How To Love Yourself? Why Don't You Love Yourself?

Video: How To Love Yourself? Why Don't You Love Yourself?

Video: How To Love Yourself? Why Don't You Love Yourself?
Video: Louise L. Hay - How to Love Yourself 2024, April
How To Love Yourself? Why Don't You Love Yourself?
How To Love Yourself? Why Don't You Love Yourself?
Anonim

Self-love issues are directly related to a person's self-esteem. How to learn to love yourself again? To begin with, you need to find inside the subconscious the reason that influenced the weakening of sympathy for your inner "I" - at some point in your life you began to put pressure on yourself, and it is very important to understand exactly when this happened. As a rule, people remember first their teenage years, then middle and elementary school, and only then kindergarten and situations related to home education (this is the most difficult to remember). If at school by classmates there was bullying, ridicule, boycotts, collective rejection, all this will certainly affect a person's self-esteem and, accordingly, his love for himself. In addition, parents could further aggravate the situation by “adding fuel to the fire” (for example, comparing the behavior or achievements of their child with other children: “Look, Dima has fives in mathematics! And you are sitting at home, doing nothing!”Such comparisons are deposited in the child's psyche, forming the feeling that he is not loved and accepted.
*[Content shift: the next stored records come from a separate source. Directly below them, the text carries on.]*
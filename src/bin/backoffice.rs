//! Command-line front-end over the back-office client and session store.
//!
//! Usage:
//!   backoffice me                          # connected user and personal team
//!   backoffice teams                       # teams I belong to
//!   backoffice members <team> [-s alice]   # members of a team
//!   backoffice notifications <team>        # unread count and latest page
//!   backoffice can manage apikey -t <team> # evaluate a capability
//!
//! Reads DAIKOKU_* env vars (a `.env` file is honoured).

use anyhow::{Context, Result};
use clap::{Parser, Subcommand};
use serde::Serialize;
use tracing::info;
use url::Url;

use backoffice::context::Action;
use backoffice::permissions::{can_do, Operation, Resource};
use backoffice::telemetry::init_tracing;
use backoffice::workflows::{filter_members, update_team, TeamMembers};
use backoffice::{AppConfig, HttpClient};

#[derive(Parser)]
#[command(name = "backoffice")]
#[command(about = "Inspect a Daikoku tenant from the command line")]
struct Args {
    /// Back-office origin, overrides DAIKOKU_BASE_URL
    #[arg(long, env = "DAIKOKU_BASE_URL")]
    base_url: Option<Url>,

    /// Compact JSON instead of pretty-printed
    #[arg(long)]
    compact: bool,

    #[command(subcommand)]
    command: Command,
}

#[derive(Subcommand)]
enum Command {
    /// Log in with the session cookie and show the context
    Me,
    /// Teams the connected user belongs to
    Teams,
    /// Members of a team
    Members {
        team: String,
        /// Keep members whose name or email contains this
        #[arg(short, long)]
        search: Option<String>,
    },
    /// Unread count and latest notifications of a team
    Notifications {
        team: String,
        #[arg(long, default_value = "0")]
        page: u32,
    },
    /// Whether the connected user may do <operation> on <resource>
    Can {
        operation: Operation,
        resource: Resource,
        /// Team providing the scope
        #[arg(short, long)]
        team: Option<String>,
    },
}

#[tokio::main]
async fn main() -> Result<()> {
    let _ = dotenvy::dotenv();
    init_tracing();

    let args = Args::parse();

    let config =
        AppConfig::from_env_with_base(args.base_url.clone()).context("loading configuration")?;

    let client = HttpClient::new(&config.client).context("building HTTP client")?;
    let store = config.store();

    let user = client.me().await.context("fetching connected user")?;
    info!(user = %user.id, "connected");

    match args.command {
        Command::Me => {
            let team = client.my_own_team().await.ok();
            store.dispatch(Action::login(
                user,
                team,
                None,
                config.default_language.as_str(),
            ));
            let ctx = store.snapshot();
            print(
                &serde_json::json!({
                    "connectedUser": ctx.connected_user,
                    "currentTeam": ctx.current_team,
                    "currentLanguage": &*ctx.current_language,
                }),
                args.compact,
            )?;
        }
        Command::Teams => {
            let teams = client.my_teams().await.context("fetching my teams")?;
            print(&teams, args.compact)?;
        }
        Command::Members { team, search } => {
            store.dispatch(Action::login(
                user,
                None,
                None,
                config.default_language.as_str(),
            ));
            let team = client
                .team(&team)
                .await
                .with_context(|| format!("fetching team {}", team))?;
            update_team(&client, &store, team).await;

            let roster = TeamMembers::new(&client, &store).load().await?;
            let members = filter_members(&roster.members, search.as_deref().unwrap_or(""));
            print(&members, args.compact)?;
        }
        Command::Notifications { team, page } => {
            let unread = client.team_unread_notifications_count(&team).await;
            let notifications = client
                .team_all_notifications(&team, page)
                .await
                .with_context(|| format!("fetching notifications of {}", team))?;
            print(
                &serde_json::json!({
                    "unread": unread.count,
                    "notifications": notifications.notifications,
                    "count": notifications.count,
                }),
                args.compact,
            )?;
        }
        Command::Can {
            operation,
            resource,
            team,
        } => {
            let scope = match team {
                Some(team) => Some(
                    client
                        .team(&team)
                        .await
                        .with_context(|| format!("fetching team {}", team))?,
                ),
                None => None,
            };
            let allowed = can_do(&user, operation, resource, scope.as_ref());
            println!("{}", allowed);
        }
    }

    Ok(())
}

fn print<T: Serialize + ?Sized>(value: &T, compact: bool) -> Result<()> {
    let out = if compact {
        serde_json::to_string(value)?
    } else {
        serde_json::to_string_pretty(value)?
    };
    println!("{}", out);
    Ok(())
}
Why do parents do this? Mainly due to illiteracy in the field of children's psychology. Some look up to the parenting model applied directly to them, others try to show their children with such behavior that they do not accept them, acting "by contradiction" (in fact, every parent wants his child to be better, but not everyone understands how to do it right motivate a little person). As a result, the child perceives similar behavior towards himself as a manifestation of rejection and dislike on the part of the closest people, this feeling is consciously and firmly fixed in his psyche. From that moment on, he believes that love only needs to be earned, then you will be deservedly loved. However, the family was given to us in order to be loved, accepted and appreciated just like that, with all the shortcomings, flaws and irrepressible character.
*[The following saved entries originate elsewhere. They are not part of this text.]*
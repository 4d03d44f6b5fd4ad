//! Application configuration.
//!
//! Reads from env vars, on top of the client's own:
//!   DAIKOKU_GUARD_STALE_UPDATES  drop out-of-order team updates (default: false)
//!   DAIKOKU_LANGUAGE             language assumed at login (default: En)

use backoffice_client::config::env_bool;
use backoffice_client::{ClientConfig, ConfigError};
use url::Url;

use crate::context::{ContextStore, DEFAULT_LANGUAGE};

#[derive(Debug, Clone)]
pub struct AppConfig {
    pub client: ClientConfig,
    pub guard_stale_updates: bool,
    pub default_language: String,
}

impl AppConfig {
    pub fn new(base_url: Url) -> Self {
        Self {
            client: ClientConfig::new(base_url),
            guard_stale_updates: false,
            default_language: DEFAULT_LANGUAGE.to_string(),
        }
    }

    pub fn from_env() -> Result<Self, ConfigError> {
        Self::from_env_with_base(None)
    }

    /// Everything from the environment except the base URL, when one is given.
    pub fn from_env_with_base(base_url: Option<Url>) -> Result<Self, ConfigError> {
        let client = ClientConfig::from_env_with_base(base_url)?;
        let default_language = std::env::var("DAIKOKU_LANGUAGE")
            .ok()
            .map(|v| v.trim().to_string())
            .filter(|v| !v.is_empty())
            .unwrap_or_else(|| DEFAULT_LANGUAGE.to_string());

        Ok(Self {
            client,
            guard_stale_updates: env_bool("DAIKOKU_GUARD_STALE_UPDATES", false),
            default_language,
        })
    }

    /// Empty store configured for this application.
    pub fn store(&self) -> ContextStore {
        ContextStore::new().guard_stale_updates(self.guard_stale_updates)
    }
}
How else can self-loathing be associated with parents? Mom and Dad did not love and do not love themselves, respectively, because of the rejection of themselves, they do not accept the child. Relatively speaking, low self-esteem is passed down from generation to generation. For example, if a mother saw a deuce in a child's diary, she is first of all dissatisfied with herself, associating her dissatisfaction with the grandmother's behavior and expressing it to the baby.
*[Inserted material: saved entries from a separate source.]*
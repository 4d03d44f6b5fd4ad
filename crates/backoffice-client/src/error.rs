use thiserror::Error;

/// Failure to obtain a parsed body from the back-office.
///
/// A request that reached the server and came back with `done: false` is not
/// an error at this level; see `backoffice_types::ActionResponse`.
#[derive(Debug, Error)]
pub enum ClientError {
    #[error("request to {path} failed: {source}")]
    Transport {
        path: String,
        #[source]
        source: reqwest::Error,
    },

    #[error("failed to parse response from {path}: {source}")]
    Decode {
        path: String,
        #[source]
        source: serde_json::Error,
    },

    #[error("invalid url: {0}")]
    Url(#[from] url::ParseError),

    #[error("failed to build HTTP client: {0}")]
    Build(#[source] reqwest::Error),
}

impl ClientError {
    /// Path of the request that failed, when known.
    pub fn path(&self) -> Option<&str> {
        match self {
            Self::Transport { path, .. } | Self::Decode { path, .. } => Some(path),
            Self::Url(_) | Self::Build(_) => None,
        }
    }

    pub fn is_decode(&self) -> bool {
        matches!(self, Self::Decode { .. })
    }
}

#[derive(Debug, Error)]
pub enum ConfigError {
    #[error("{0} must be set")]
    Missing(&'static str),

    #[error("invalid {var}: {reason}")]
    Invalid { var: &'static str, reason: String },
}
What else can greatly affect a person's self-esteem and self-love? First love and failed relationship. As a rule, the feeling of first falling in love occurs between the ages of 20-22. If a person is abandoned, he begins to blame himself for this - he did something wrong, problems with appearance (eye color, hair, etc.), the partner did not get what he wanted in the relationship. At this age, people are rarely able to soberly assess a multifactorial situation and understand that in reality it may be associated with the psyche. That is why they take the blame upon themselves, causing another psychological trauma and lowering self-esteem.

How to deal with the situation in general?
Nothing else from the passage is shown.